Do we suppose He didn’t know who He was? Or, because supposedly He didn’t make the same claims in the synoptocs as He does in John, He must test them to make sure they are getting the picture?
How about this: They knew. He knew. He knew they knew. A poignant reminder just who it was they were dealing with, serving as a stark contrast.

I don’t recall that you mentioned David. Sorry, I must have missed it.
My middle name is sin. None of us is perfect. But, there’s a difference between failure when we want to follow Him and are doing our best to obey Him, and the purposeful, deliberate, massacre of innocent, unarmed human beings over a sustained period of time without repentance, don’t you think?

The principle of proportionality demands extraordinary evidence for extraordinary claims. Of the approximately 100 billion people who have lived before us, all have died and none have returned, so the claim that one (or more) of them rose from the dead is about as extraordinary as one will ever find. Is the evidence commensurate with the conviction? According to philosopher Larry Shapiro of the University of Wisconsin–Madison in his 2016 book The Miracle Myth (Columbia University Press), “evidence for the resurrection is nowhere near as complete or convincing as the evidence on which historians rely to justify belief in other historical events such as the destruction of Pompeii.” Because miracles are far less probable than ordinary historical occurrences, such as volcanic eruptions, “the evidence necessary to justify beliefs about them must be many times better than that which would justify our beliefs in run-of-the-mill historical events. But it isn’t.”

What about the eyewitnesses? Maybe they “were superstitious or credulous” and saw what they wanted to see, Shapiro suggests. “Maybe they reported only feeling Jesus ‘in spirit,’ and over the decades their testimony was altered to suggest that they saw Jesus in the flesh. Maybe accounts of the resurrection never appeared in the original gospels and were added in later centuries. Any of these explanations for the gospel descriptions of Jesus’s resurrection are far more likely than the possibility that Jesus actually returned to life after being dead for three days.” The principle of proportionality also means we should prefer the more probable explanation over less probable ones, which these alternatives surely are.

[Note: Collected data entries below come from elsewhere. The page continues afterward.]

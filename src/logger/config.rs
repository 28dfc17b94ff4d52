//! Configuration types for the logger

use std::path::PathBuf;

use serde::{Deserialize, Serialize};
use tracing::Level;

use super::error::LoggerError;

type Result<T> = std::result::Result<T, LoggerError>;

/// Main logger configuration
#[derive(Debug, Clone, Serialize, Deserialize)]
pub struct LoggerConfig {
    pub console: ConsoleConfig,
    pub file: FileConfig,
    pub level: String,
}

impl LoggerConfig {
    /// Create a new logger configuration with validation
    pub fn new(console: ConsoleConfig, file: FileConfig, level: String) -> Result<Self> {
        let config = Self {
            console,
            file,
            level,
        };
        config.validate()?;
        Ok(config)
    }

    pub fn validate(&self) -> Result<()> {
        self.parse_level()?;
        self.file.validate()?;

        if !self.console.enabled && !self.file.enabled {
            return Err(LoggerError::config(
                "At least one output (console or file) must be enabled",
            ));
        }
        Ok(())
    }

    /// Parse the log level string into a tracing::Level
    pub fn parse_level(&self) -> Result<Level> {
        match self.level.to_lowercase().as_str() {
            "trace" => Ok(Level::TRACE),
            "debug" => Ok(Level::DEBUG),
            "info" => Ok(Level::INFO),
            "warn" => Ok(Level::WARN),
            "error" => Ok(Level::ERROR),
            _ => Err(LoggerError::config(format!(
                "Invalid log level '{}'. Valid levels are: trace, debug, info, warn, error",
                self.level
            ))),
        }
    }
}

impl Default for LoggerConfig {
    fn default() -> Self {
        Self {
            console: ConsoleConfig::default(),
            file: FileConfig::default(),
            level: "info".to_string(),
        }
    }
}

/// Console output configuration
#[derive(Debug, Clone, Serialize, Deserialize)]
pub struct ConsoleConfig {
    pub enabled: bool,
    pub colored: bool,
}

impl ConsoleConfig {
    pub fn new(enabled: bool, colored: bool) -> Self {
        Self { enabled, colored }
    }
}

impl Default for ConsoleConfig {
    fn default() -> Self {
        Self {
            enabled: true,
            colored: true,
        }
    }
}

/// File output configuration
#[derive(Debug, Clone, Serialize, Deserialize)]
pub struct FileConfig {
    pub enabled: bool,
    pub path: PathBuf,
    pub append: bool,
    pub format: LogFormat,
    pub rotation: RotationConfig,
}

impl FileConfig {
    /// Create a new file configuration with validation
    pub fn new(
        enabled: bool,
        path: PathBuf,
        append: bool,
        format: LogFormat,
        rotation: RotationConfig,
    ) -> Result<Self> {
        let config = Self {
            enabled,
            path,
            append,
            format,
            rotation,
        };
        config.validate()?;
        Ok(config)
    }

    /// Pure validation; the writer creates directories on startup.
    pub fn validate(&self) -> Result<()> {
        if self.enabled {
            if self.path.as_os_str().is_empty() {
                return Err(LoggerError::config(
                    "File path cannot be empty when file output is enabled",
                ));
            }
            self.rotation.validate()?;
        }
        Ok(())
    }
}

impl Default for FileConfig {
    fn default() -> Self {
        Self {
            enabled: false,
            path: PathBuf::from("logs/slotcast.log"),
            append: true,
            format: LogFormat::Json,
            rotation: RotationConfig::default(),
        }
    }
}

/// Log format options
#[derive(Debug, Clone, Copy, Serialize, Deserialize, PartialEq, Eq, Default)]
pub enum LogFormat {
    #[default]
    Full,
    Compact,
    Json,
}

impl std::str::FromStr for LogFormat {
    type Err = LoggerError;

    fn from_str(s: &str) -> Result<Self> {
        match s.to_lowercase().as_str() {
            "full" => Ok(LogFormat::Full),
            "compact" => Ok(LogFormat::Compact),
            "json" => Ok(LogFormat::Json),
            _ => Err(LoggerError::config(format!(
                "Invalid log format '{}'. Valid formats are: full, compact, json",
                s
            ))),
        }
    }
}

/// Size-based rotation configuration
#[derive(Debug, Clone, Serialize, Deserialize, PartialEq, Eq)]
pub struct RotationConfig {
    /// Rotate once the active file reaches this many bytes
    pub max_size: u64,
    /// Rotated files kept next to the active file
    pub max_files: usize,
}

impl RotationConfig {
    pub fn new(max_size: u64, max_files: usize) -> Result<Self> {
        let config = Self {
            max_size,
            max_files,
        };
        config.validate()?;
        Ok(config)
    }

    pub fn validate(&self) -> Result<()> {
        if self.max_size == 0 {
            return Err(LoggerError::config("Maximum file size must be greater than 0"));
        }
        if self.max_files == 0 {
            return Err(LoggerError::config(
                "Maximum number of files must be greater than 0",
            ));
        }
        Ok(())
    }
}

impl Default for RotationConfig {
    fn default() -> Self {
        Self {
            max_size: 10 * 1024 * 1024,
            max_files: 5,
        }
    }
}

#[cfg(test)]
mod tests {
    use super::*;

    #[test]
    fn test_default_config_is_valid() {
        assert!(LoggerConfig::default().validate().is_ok());
    }

    #[test]
    fn test_invalid_log_level() {
        let config = LoggerConfig {
            level: "loud".to_string(),
            ..Default::default()
        };
        assert!(config.validate().is_err());
    }

    #[test]
    fn test_both_outputs_disabled() {
        let config = LoggerConfig {
            console: ConsoleConfig::new(false, false),
            ..Default::default()
        };
        assert!(config.validate().is_err());
    }

    #[test]
    fn test_rotation_config_validation() {
        assert!(RotationConfig::new(1024, 5).is_ok());
        assert!(RotationConfig::new(0, 5).is_err());
        assert!(RotationConfig::new(1024, 0).is_err());
    }

    #[test]
    fn test_log_format_parsing() {
        assert_eq!("full".parse::<LogFormat>().unwrap(), LogFormat::Full);
        assert_eq!("Compact".parse::<LogFormat>().unwrap(), LogFormat::Compact);
        assert_eq!("JSON".parse::<LogFormat>().unwrap(), LogFormat::Json);
        assert!("xml".parse::<LogFormat>().is_err());
    }
}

Perhaps this is why Jesus was silent when Pontius Pilate asked him (John 18:38), “What is truth?”

Scientific American April 2017

I think he was silent because he made a stronger argument for who he was by not bothering to answer. If Pilate really wanted to know, really and truly wanted to know, he would never accept his answer.

Why did the apostles turn from being terrified defeated cowards overnight into bold, confident, zealots for Christ? What accounts for this instantaneous transformation?
Why were they willing to sacrifice everything to perpetuate the story that He rose from the dead? If they created this story, they could have walked away from it. What was in it for them?
If people forged sections of the NT to increase their status by faking their identity, as people recognized them for themselves and not the famous authors and writers they pretended to be, what was the point?
His enemies never accused him of not performing miracles. Just the opposite took place. They looked at the miracles, knew they were authentic and realized they had to kill him. His miracles were proof he was who he claimed to be. If they didn’t kill him, the people would follow him.
If he wasn’t resurrected, hundreds of millions of people must be liars or deluded. Hundreds of millions of people who describe him as God’s living and indwelling Son, as their personal Savior, cannot be dismissed with a flick of the wrist. Their testimonies add up to extraordinary evidence, IMO.
The reality of Dr. Collins’ testimony is the reason for this site.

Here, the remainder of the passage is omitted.